## Available data
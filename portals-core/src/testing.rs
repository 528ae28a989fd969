//! Testing utilities.
//!
//! This module provides deterministic stand-ins for the external oracles:
//! - `ScriptedModel` replays canned replies and records every prompt
//! - `FixedChart` returns the same chart report for any date
//! - `numbered_corpus` builds corpus text whose lines name their index

use crate::chart::{ChartError, ChartProvider, ChartReport};
use crate::oracle::{LanguageModel, ModelError};
use async_trait::async_trait;
use chrono::NaiveDate;
use std::collections::VecDeque;
use std::sync::Mutex;

/// A scripted reply from the mock model.
#[derive(Debug, Clone)]
pub enum ScriptedReply {
    /// Return this text.
    Text(String),
    /// Fail the call with this message.
    Failure(String),
}

impl ScriptedReply {
    pub fn text(text: impl Into<String>) -> Self {
        ScriptedReply::Text(text.into())
    }

    pub fn failure(message: impl Into<String>) -> Self {
        ScriptedReply::Failure(message.into())
    }
}

/// A language model that returns scripted replies in order.
///
/// Once the script runs out every call fails.
pub struct ScriptedModel {
    replies: Mutex<VecDeque<ScriptedReply>>,
    prompts: Mutex<Vec<String>>,
}

impl ScriptedModel {
    pub fn new(replies: Vec<ScriptedReply>) -> Self {
        Self {
            replies: Mutex::new(replies.into()),
            prompts: Mutex::new(Vec::new()),
        }
    }

    /// Shorthand for a script of plain text replies.
    pub fn replying<I, S>(replies: I) -> Self
    where
        I: IntoIterator<Item = S>,
        S: Into<String>,
    {
        Self::new(replies.into_iter().map(ScriptedReply::text).collect())
    }

    /// Add a reply to the end of the script.
    pub fn queue(&self, reply: ScriptedReply) {
        self.replies
            .lock()
            .unwrap_or_else(|e| e.into_inner())
            .push_back(reply);
    }

    /// Every prompt received so far, in order.
    pub fn prompts(&self) -> Vec<String> {
        self.prompts.lock().unwrap_or_else(|e| e.into_inner()).clone()
    }

    pub fn call_count(&self) -> usize {
        self.prompts.lock().unwrap_or_else(|e| e.into_inner()).len()
    }

    /// Replies not yet consumed.
    pub fn remaining(&self) -> usize {
        self.replies.lock().unwrap_or_else(|e| e.into_inner()).len()
    }
}

#[async_trait]
impl LanguageModel for ScriptedModel {
    async fn generate(&self, prompt: &str) -> Result<String, ModelError> {
        self.prompts
            .lock()
            .unwrap_or_else(|e| e.into_inner())
            .push(prompt.to_string());

        let next = self
            .replies
            .lock()
            .unwrap_or_else(|e| e.into_inner())
            .pop_front();

        match next {
            Some(ScriptedReply::Text(text)) => Ok(text),
            Some(ScriptedReply::Failure(message)) => Err(ModelError::Unavailable(message)),
            None => Err(ModelError::Unavailable("no more scripted replies".to_string())),
        }
    }

    fn name(&self) -> &str {
        "scripted"
    }
}

/// A chart provider that ignores the date.
#[derive(Debug, Clone, Default)]
pub struct FixedChart {
    report: ChartReport,
}

impl FixedChart {
    pub fn new(report: ChartReport) -> Self {
        Self { report }
    }
}

impl ChartProvider for FixedChart {
    fn compute(&self, _date: NaiveDate) -> Result<ChartReport, ChartError> {
        Ok(self.report.clone())
    }
}

/// Corpus text of `count` lines, `line 0` through `line {count-1}`.
pub fn numbered_corpus(count: usize) -> String {
    (0..count).map(|i| format!("line {i}\n")).collect()
}

#[cfg(test)]
mod tests {
    use super::*;
    use crate::chart::AspectRecord;

    #[tokio::test]
    async fn test_scripted_model_replays_in_order() {
        let model = ScriptedModel::replying(["one", "two"]);
        assert_eq!(model.generate("a").await.unwrap(), "one");
        assert_eq!(model.generate("b").await.unwrap(), "two");
        assert!(model.generate("c").await.is_err());
        assert_eq!(model.prompts(), vec!["a", "b", "c"]);
    }

    #[tokio::test]
    async fn test_scripted_failure() {
        let model = ScriptedModel::new(vec![ScriptedReply::failure("connection reset")]);
        let err = model.generate("x").await.unwrap_err();
        assert!(err.to_string().contains("connection reset"));
    }

    #[tokio::test]
    async fn test_queue_extends_script() {
        let model = ScriptedModel::new(Vec::new());
        model.queue(ScriptedReply::text("late"));
        assert_eq!(model.remaining(), 1);
        assert_eq!(model.generate("x").await.unwrap(), "late");
        assert_eq!(model.call_count(), 1);
    }

    #[test]
    fn test_fixed_chart() {
        let chart = FixedChart::new(ChartReport {
            header: "h".into(),
            aspects: vec![AspectRecord::new("Sun", "trine", "Moon", 0.5)],
        });
        let date = NaiveDate::from_ymd_opt(2020, 1, 1).unwrap();
        assert_eq!(chart.compute(date).unwrap().aspects.len(), 1);
    }

    #[test]
    fn test_numbered_corpus() {
        let text = numbered_corpus(3);
        assert_eq!(text, "line 0\nline 1\nline 2\n");
    }
}
//! Portals - an oracle console and campaign chronicle.
//!
//! A terminal interface that draws random verses from a numbered text, asks
//! a local language model whether they fit the story, and grows the
//! campaign one chapter at a time.
//!
//! # Headless Mode
//!
//! Run with `--headless` for a line-oriented interface suitable for scripting:
//!
//! ```bash
//! cargo run -p portals -- --headless --variant celestial
//! ```

mod app;
mod events;
mod headless;
mod ui;

use anyhow::Context;
use chrono::NaiveDate;
use clap::Parser;
use crossterm::{
    event::{self, DisableMouseCapture, EnableMouseCapture},
    execute,
    terminal::{disable_raw_mode, enable_raw_mode, EnterAlternateScreen, LeaveAlternateScreen},
};
use portals_core::session::DEFAULT_MODEL;
use portals_core::{CorpusError, Session, SessionConfig, SessionError, Variant};
use ratatui::{backend::CrosstermBackend, Terminal};
use std::io::{self, stdout};
use std::path::PathBuf;
use std::sync::Mutex;
use std::time::Duration;
use tracing_subscriber::EnvFilter;

use app::App;
use events::{handle_event, EventResult};
use ui::render::render;

/// Oracle-driven campaign generator
#[derive(Parser, Debug)]
#[command(name = "portals", version, about)]
struct Args {
    /// Run in headless mode (text-only, no TUI)
    #[arg(long)]
    headless: bool,

    /// Ollama model name
    #[arg(long, env = "PORTALS_MODEL", default_value = DEFAULT_MODEL)]
    model: String,

    /// Ollama server URL
    #[arg(long, env = "OLLAMA_HOST")]
    host: Option<String>,

    /// Numbered reference text
    #[arg(long, env = "PORTALS_CORPUS", default_value = "NumBible.TXT")]
    corpus: PathBuf,

    /// Story document
    #[arg(long, env = "PORTALS_STORY", default_value = "campaign.json")]
    story: PathBuf,

    /// Oracle variant: scripture or celestial
    #[arg(long, env = "PORTALS_VARIANT", default_value = "scripture")]
    variant: Variant,

    /// Chart date (YYYY-MM-DD), defaults to today
    #[arg(long, env = "PORTALS_DATE")]
    date: Option<NaiveDate>,

    /// Diagnostics log file (TUI mode; headless logs to stderr)
    #[arg(long, env = "PORTALS_LOG_FILE", default_value = "portals.log")]
    log_file: PathBuf,
}

impl Args {
    fn session_config(&self) -> SessionConfig {
        let mut config = SessionConfig::new(&self.corpus, &self.story)
            .with_variant(self.variant)
            .with_model(&self.model);
        if let Some(host) = &self.host {
            config = config.with_host(host);
        }
        if let Some(date) = self.date {
            config = config.with_chart_date(date);
        }
        config
    }
}

/// Install the tracing subscriber. `RUST_LOG` overrides the `info` default.
fn init_tracing(args: &Args) -> anyhow::Result<()> {
    let filter = EnvFilter::try_from_default_env().unwrap_or_else(|_| EnvFilter::new("info"));

    if args.headless {
        tracing_subscriber::fmt()
            .with_env_filter(filter)
            .with_target(true)
            .compact()
            .with_writer(io::stderr)
            .init();
    } else {
        // The TUI owns the terminal, so diagnostics go to a file
        let file = std::fs::OpenOptions::new()
            .create(true)
            .append(true)
            .open(&args.log_file)
            .with_context(|| format!("opening log file {}", args.log_file.display()))?;
        tracing_subscriber::fmt()
            .with_env_filter(filter)
            .with_target(true)
            .with_ansi(false)
            .with_writer(Mutex::new(file))
            .init();
    }

    Ok(())
}

#[tokio::main]
async fn main() -> anyhow::Result<()> {
    // Load .env file if present
    dotenvy::dotenv().ok();

    let args = Args::parse();
    init_tracing(&args)?;

    let session = match Session::open(args.session_config()).await {
        Ok(session) => session,
        Err(SessionError::Corpus(CorpusError::Unavailable { path })) => {
            eprintln!(
                "Error: {} not found. Please create it with numbered lines of text.",
                path.display()
            );
            std::process::exit(1);
        }
        Err(e) => return Err(e).context("failed to open session"),
    };

    if args.headless {
        return headless::run_headless(session, &args.model).await;
    }

    // Setup terminal
    enable_raw_mode()?;
    let mut stdout = stdout();
    execute!(stdout, EnterAlternateScreen, EnableMouseCapture)?;
    let backend = CrosstermBackend::new(stdout);
    let mut terminal = Terminal::new(backend)?;

    let result = run_app(&mut terminal, App::new(session, args.model.clone())).await;

    // Restore terminal
    disable_raw_mode()?;
    execute!(terminal.backend_mut(), LeaveAlternateScreen, DisableMouseCapture)?;
    terminal.show_cursor()?;

    if let Err(e) = result {
        eprintln!("Error: {e}");
    }

    Ok(())
}

/// The interface event loop.
///
/// Connection attempts run inline after a status redraw. Consultations run
/// on a spawned task; their log entries are drained every tick and the
/// report is collected once the task finishes.
async fn run_app<B: ratatui::backend::Backend>(
    terminal: &mut Terminal<B>,
    mut app: App,
) -> io::Result<()> {
    loop {
        terminal.draw(|f| render(f, &app))?;

        if let Some(model) = app.pending_connect.take() {
            app.set_status(format!("Connecting to Ollama model '{model}'..."));
            terminal.draw(|f| render(f, &app))?;
            app.connect(&model).await;
            continue;
        }

        app.drain_progress();
        if app.run_finished() {
            app.collect_run().await;
        }

        // Poll for events with timeout for the spinner
        if event::poll(Duration::from_millis(100))? {
            let ev = event::read()?;
            match handle_event(&mut app, ev) {
                EventResult::Quit => return Ok(()),
                EventResult::NeedsRedraw | EventResult::Continue => {}
            }
        } else {
            app.tick();
        }

        if app.should_quit {
            return Ok(());
        }
    }
}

## Exercise prompt
Give back the line containing "app.collect_run().await;" and all the lines after it through the end of the records, unchanged.

## Your response
            app.collect_run().await;
        }

        // Poll for events with timeout for the spinner
        if event::poll(Duration::from_millis(100))? {
            let ev = event::read()?;
            match handle_event(&mut app, ev) {
                EventResult::Quit => return Ok(()),
                EventResult::NeedsRedraw | EventResult::Continue => {}
            }
        } else {
            app.tick();
        }

        if app.should_quit {
            return Ok(());
        }
    }
}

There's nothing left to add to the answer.